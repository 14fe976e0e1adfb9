use std::io;

use dialoguer::FuzzySelect;
use dialoguer::theme::ColorfulTheme;

/// Interactive choice among candidate names.
pub trait Picker {
    /// Returns the chosen index, or `None` when the user aborts.
    fn pick(&mut self, prompt: &str, items: &[String]) -> io::Result<Option<usize>>;
}

/// Type-to-filter list on the terminal.
#[derive(Debug, Default)]
pub struct FuzzyPicker;

impl Picker for FuzzyPicker {
    fn pick(&mut self, prompt: &str, items: &[String]) -> io::Result<Option<usize>> {
        let choice = FuzzySelect::with_theme(&ColorfulTheme::default())
            .with_prompt(prompt)
            .items(items)
            .default(0)
            .interact_opt();

        match choice {
            Ok(choice) => Ok(choice),
            // Ctrl+C at the prompt counts as aborting the choice
            Err(dialoguer::Error::IO(e)) if e.kind() == io::ErrorKind::Interrupted => Ok(None),
            Err(e) => Err(io::Error::other(e)),
        }
    }
}
//! Command-line interface and resolved configuration.
//!
//! Every path option can also be given through an environment variable, so a
//! course repository can pin its layout once (e.g. in a package script) and
//! learners only ever type the exercise number.

use std::path::{Path, PathBuf};

use clap::Parser;

pub const DEFAULT_ENTRY_FILE: &str = "main.ts";

/// Run an exercise by number.
#[derive(Debug, Parser)]
#[command(name = "exercise-runner", version, about)]
pub struct Cli {
    /// Exercise identifier, matched against exercise directory names (e.g. `05`)
    pub exercise: String,

    /// Course root that holds `exercises/`, `node_modules/` and `.env`
    #[arg(long, env = "EXERCISE_RUNNER_ROOT", default_value = ".")]
    pub root: PathBuf,

    /// Exercises directory [default: <root>/exercises]
    #[arg(long, env = "EXERCISE_RUNNER_EXERCISES_DIR")]
    pub exercises_dir: Option<PathBuf>,

    /// Name of the entry file inside each implementation directory
    #[arg(long, env = "EXERCISE_RUNNER_ENTRY_FILE", default_value = DEFAULT_ENTRY_FILE)]
    pub entry_file: String,

    /// Executable that runs the entry file [default: <root>/node_modules/.bin/tsx]
    #[arg(long, env = "EXERCISE_RUNNER_RUNNER")]
    pub runner: Option<PathBuf>,

    /// Environment file passed to the runner [default: <root>/.env]
    #[arg(long, env = "EXERCISE_RUNNER_ENV_FILE")]
    pub env_file: Option<PathBuf>,

    /// Directory for log files [default: logs/ next to the executable]
    #[arg(long, env = "EXERCISE_RUNNER_LOG_DIR")]
    pub log_dir: Option<PathBuf>,
}

/// Paths the selector and supervisor work with, defaults filled in.
#[derive(Debug, Clone, PartialEq, Eq)]
pub struct Config {
    pub exercises_dir: PathBuf,
    pub entry_file: String,
    pub runner: PathBuf,
    pub env_file: PathBuf,
    pub log_dir: Option<PathBuf>,
}

impl Config {
    /// Default layout under a course root.
    pub fn for_root(root: &Path) -> Self {
        Self {
            exercises_dir: root.join("exercises"),
            entry_file: DEFAULT_ENTRY_FILE.to_string(),
            runner: root.join("node_modules").join(".bin").join("tsx"),
            env_file: root.join(".env"),
            log_dir: None,
        }
    }
}

impl Cli {
    /// Splits the CLI into the exercise identifier and the resolved config.
    pub fn into_parts(self) -> (String, Config) {
        let defaults = Config::for_root(&self.root);
        let config = Config {
            exercises_dir: self.exercises_dir.unwrap_or(defaults.exercises_dir),
            entry_file: self.entry_file,
            runner: self.runner.unwrap_or(defaults.runner),
            env_file: self.env_file.unwrap_or(defaults.env_file),
            log_dir: self.log_dir,
        };
        (self.exercise, config)
    }
}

━━━━━━

• WHAT TO PRODUCE
For an answer, give a copy of every line in the listing that holds the word "choice".

• EXERCISE SOLUTION
/// Interactive choice among candidate names.
        let choice = FuzzySelect::with_theme(&ColorfulTheme::default())
        match choice {
            Ok(choice) => Ok(choice),
            // Ctrl+C at the prompt counts as aborting the choice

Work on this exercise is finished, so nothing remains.